The deadline to designate franchise players has passed as of 4 p.m. ET on Monday, and the free-agency landscape is now a jumbled mess of players looking for new deals.
The Kansas City Chiefs went down to the wire in their efforts to re-sign Dwayne Bowe, but according to ESPN’s Adam Schefter, they managed to lock down the No. 1 target to a five-year deal. That decision also led to Branden Albert’s new one-year franchise tender (via USA Today Sports).
Chiefs didn't use tag on WR Dwayne Bowe because they didn't have to. Chiefs and Bowe have reached agreement on a five-year deal.— Adam Schefter (@AdamSchefter) March 4, 2013
The Miami Dolphins also chose to use their franchise tag, guaranteeing defensive tackle Randy Starks a one-year contract for the 2013 season (per the Miami Herald). With that deal, several Dolphins are set to hit the open market next week.
We’ll take a look at the latest chatter on the potential departures and eventual destinations for some of this year’s top free-agent talent.
With the Dolphins using the franchise tag on Starks, the prospects of retaining offensive tackle Jake Long, cornerback Sean Smith and running back Reggie Bush are considerably bleaker.
According to Armando Salguero of the Miami Herald, Long and Smith have both attempted to negotiate with the Dolphins, but the talks haven’t gone well:
Secondly, expect Jake Long and Sean Smith to hit free agency. The club has talked with both players and that has led to, well, no deal with either. Both players have a very high regard for themselves (which is good) while the team has a more realistic regard for them (which is also good). In plain English that means both Smith and Long expect to make much more in the open market than the Dolphins have been discussing.
Long hasn’t lived up to the high-end hype during the last two seasons, and his inconsistency is no doubt one of the reasons the Dolphins were hesitant to tag him this offseason.

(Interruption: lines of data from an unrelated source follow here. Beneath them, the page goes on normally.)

//! Logging setup using `tracing` and `tracing-subscriber`.
//!
//! Library events go to stderr so command output on stdout stays clean.
//!
//! # Log Levels
//!
//! - `warn`: dropped suggestions, aborted batches (default)
//! - `info`: load, apply and deduplication summaries
//! - `debug`: per-operation and per-rule details (`--verbose`)

use std::io;

use tracing::Level;
use tracing_subscriber::{EnvFilter, fmt, layer::SubscriberExt, util::SubscriberInitExt};

/// Configuration for logging behavior.
#[derive(Debug, Clone)]
pub struct LogConfig {
    /// Level for dedupr crates when `RUST_LOG` is unset.
    pub level: Level,
    /// Whether to use ANSI colors in output.
    pub with_ansi: bool,
}

impl Default for LogConfig {
    fn default() -> Self {
        Self {
            level: Level::WARN,
            with_ansi: true,
        }
    }
}

impl LogConfig {
    /// `--verbose` selects debug, otherwise warn.
    #[must_use]
    pub fn from_verbose(verbose: bool) -> Self {
        Self {
            level: if verbose { Level::DEBUG } else { Level::WARN },
            ..Default::default()
        }
    }
}

/// Install the global subscriber. Call once at startup.
pub fn init_logging(config: &LogConfig) {
    let layer = fmt::layer()
        .with_writer(io::stderr)
        .with_ansi(config.with_ansi)
        .with_target(false)
        .without_time();

    tracing_subscriber::registry()
        .with(build_env_filter(config.level))
        .with(layer)
        .init();
}

/// Build an `EnvFilter` from the given level, respecting `RUST_LOG`.
fn build_env_filter(level: Level) -> EnvFilter {
    let level_str = level.as_str().to_lowercase();

    EnvFilter::try_from_default_env().unwrap_or_else(|_| {
        // External crates stay at warn level to reduce noise
        EnvFilter::new(format!(
            "warn,dedupr={level},dedupr_cli={level}",
            level = level_str
        ))
    })
}

#[cfg(test)]
mod tests {
    use super::*;

    #[test]
    fn test_verbose_selects_debug() {
        assert_eq!(LogConfig::from_verbose(true).level, Level::DEBUG);
        assert_eq!(LogConfig::from_verbose(false).level, Level::WARN);
    }
}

Still, there are a lot of teams willing to pay top dollar for a 27-year-old left tackle who was widely considered a top-three player at his position prior to the last two seasons.
If Long and the Dolphins are unable to reach an agreement to retain his services, expect him to find a sizeable payday in the free-agent market in the coming weeks.
San Francisco 49ers
In 2011, David Akers compiled one of the best seasons by any kicker in recent memory. After an atrocious 2012 season that saw the 49ers trying multiple options at the kicker position, it looks like Akers will be looking for a new team this offseason.

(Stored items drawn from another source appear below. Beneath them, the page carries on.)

//! Classifier identifiers and dataset types.

use std::fmt;
use std::str::FromStr;

use serde::{Deserialize, Serialize};

/// Top-level domain of a dataset.
#[derive(Debug, Clone, Copy, PartialEq, Eq, Hash, PartialOrd, Ord, Serialize, Deserialize)]
#[serde(rename_all = "SCREAMING_SNAKE_CASE")]
pub enum DatasetType {
    /// Records describe individual people.
    Person,
    /// Records describe organizations.
    Company,
}

impl DatasetType {
    /// All dataset types.
    pub const ALL: [DatasetType; 2] = [DatasetType::Person, DatasetType::Company];

    /// Wire name of the dataset type.
    pub fn as_str(&self) -> &'static str {
        match self {
            DatasetType::Person => "PERSON",
            DatasetType::Company => "COMPANY",
        }
    }
}

impl fmt::Display for DatasetType {
    fn fmt(&self, f: &mut fmt::Formatter<'_>) -> fmt::Result {
        f.write_str(self.as_str())
    }
}

impl FromStr for DatasetType {
    type Err = String;

    fn from_str(s: &str) -> Result<Self, Self::Err> {
        match s.trim().to_ascii_uppercase().as_str() {
            "PERSON" => Ok(DatasetType::Person),
            "COMPANY" => Ok(DatasetType::Company),
            other => Err(format!("Invalid dataset type: {}", other)),
        }
    }
}

/// Namespaced identifier of a classifier variant.
#[derive(Debug, Clone, Copy, PartialEq, Eq, Hash, PartialOrd, Ord, Serialize, Deserialize)]
pub enum ClassifierId {
    #[serde(rename = "person:name")]
    PersonName,
    #[serde(rename = "person:first_name")]
    PersonFirstName,
    #[serde(rename = "person:last_name")]
    PersonLastName,
    #[serde(rename = "person:email")]
    PersonEmail,
    #[serde(rename = "person:phone")]
    PersonPhone,
    #[serde(rename = "person:role")]
    PersonRole,
    #[serde(rename = "person:social")]
    PersonSocial,
    #[serde(rename = "person:website")]
    PersonWebsite,
    #[serde(rename = "company:name")]
    CompanyName,
    #[serde(rename = "company:email")]
    CompanyEmail,
    #[serde(rename = "company:phone")]
    CompanyPhone,
    #[serde(rename = "company:social")]
    CompanySocial,
    #[serde(rename = "company:website")]
    CompanyWebsite,
}

impl ClassifierId {
    /// Every classifier id, persons first.
    pub const ALL: [ClassifierId; 13] = [
        ClassifierId::PersonName,
        ClassifierId::PersonFirstName,
        ClassifierId::PersonLastName,
        ClassifierId::PersonEmail,
        ClassifierId::PersonPhone,
        ClassifierId::PersonRole,
        ClassifierId::PersonSocial,
        ClassifierId::PersonWebsite,
        ClassifierId::CompanyName,
        ClassifierId::CompanyEmail,
        ClassifierId::CompanyPhone,
        ClassifierId::CompanySocial,
        ClassifierId::CompanyWebsite,
    ];

    /// Wire name, e.g. `person:first_name`.
    pub fn as_str(&self) -> &'static str {
        match self {
            ClassifierId::PersonName => "person:name",
            ClassifierId::PersonFirstName => "person:first_name",
            ClassifierId::PersonLastName => "person:last_name",
            ClassifierId::PersonEmail => "person:email",
            ClassifierId::PersonPhone => "person:phone",
            ClassifierId::PersonRole => "person:role",
            ClassifierId::PersonSocial => "person:social",
            ClassifierId::PersonWebsite => "person:website",
            ClassifierId::CompanyName => "company:name",
            ClassifierId::CompanyEmail => "company:email",
            ClassifierId::CompanyPhone => "company:phone",
            ClassifierId::CompanySocial => "company:social",
            ClassifierId::CompanyWebsite => "company:website",
        }
    }

    /// The dataset type whose namespace this id lives in.
    pub fn namespace(&self) -> DatasetType {
        if self.as_str().starts_with("person:") {
            DatasetType::Person
        } else {
            DatasetType::Company
        }
    }
}

impl fmt::Display for ClassifierId {
    fn fmt(&self, f: &mut fmt::Formatter<'_>) -> fmt::Result {
        f.write_str(self.as_str())
    }
}

impl FromStr for ClassifierId {
    type Err = String;

    fn from_str(s: &str) -> Result<Self, Self::Err> {
        ClassifierId::ALL
            .iter()
            .copied()
            .find(|id| id.as_str() == s)
            .ok_or_else(|| s.to_string())
    }
}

According to Adam Kaplan of PhiladelphiaEagles.com, San Francisco intends to release Akers before free agency:
#49ers are expected to release K David Akers before free agency starts, per source.— Adam Caplan (@caplannfl) March 4, 2013
The 38-year-old struggled with a pelvic injury during the season (per Chris Wesseling of NFL.com), but a 69 percent conversion rate for field goal attempts is inexcusable—at least that looks to be the case for the 49ers.
It’s hard to gauge interest for a veteran kicker coming off the worst season of his career, but there are some teams in need of a replacement this offseason, including Cincinnati, Cleveland and Tennessee (per Wesseling).
The Patriots opted to not use their franchise tag this year, meaning Aqib Talib, Sebastian Vollmer and Wes Welker could all hit the open market next week (via ESPN).
All three played crucial roles for New England last season, and not using its franchise designation could suggest progress toward re-signing them. Nothing substantial has surfaced about Vollmer or Talib, but Tom E. Curran of CSNNE.com suggests progress is being made in New England’s efforts to ink Welker to a new deal.
Welker has been Tom Brady’s most consistent receiving threat in recent years, and with so many holes to address this offseason, locking up Welker should be a top priority.
The Patriots tagged the 31-year-old last season, and with so much money tied up in the contracts of Brady, Rob Gronkowski and Aaron Hernandez, retaining Welker could come down to agreeing on a cap-friendly number going forward.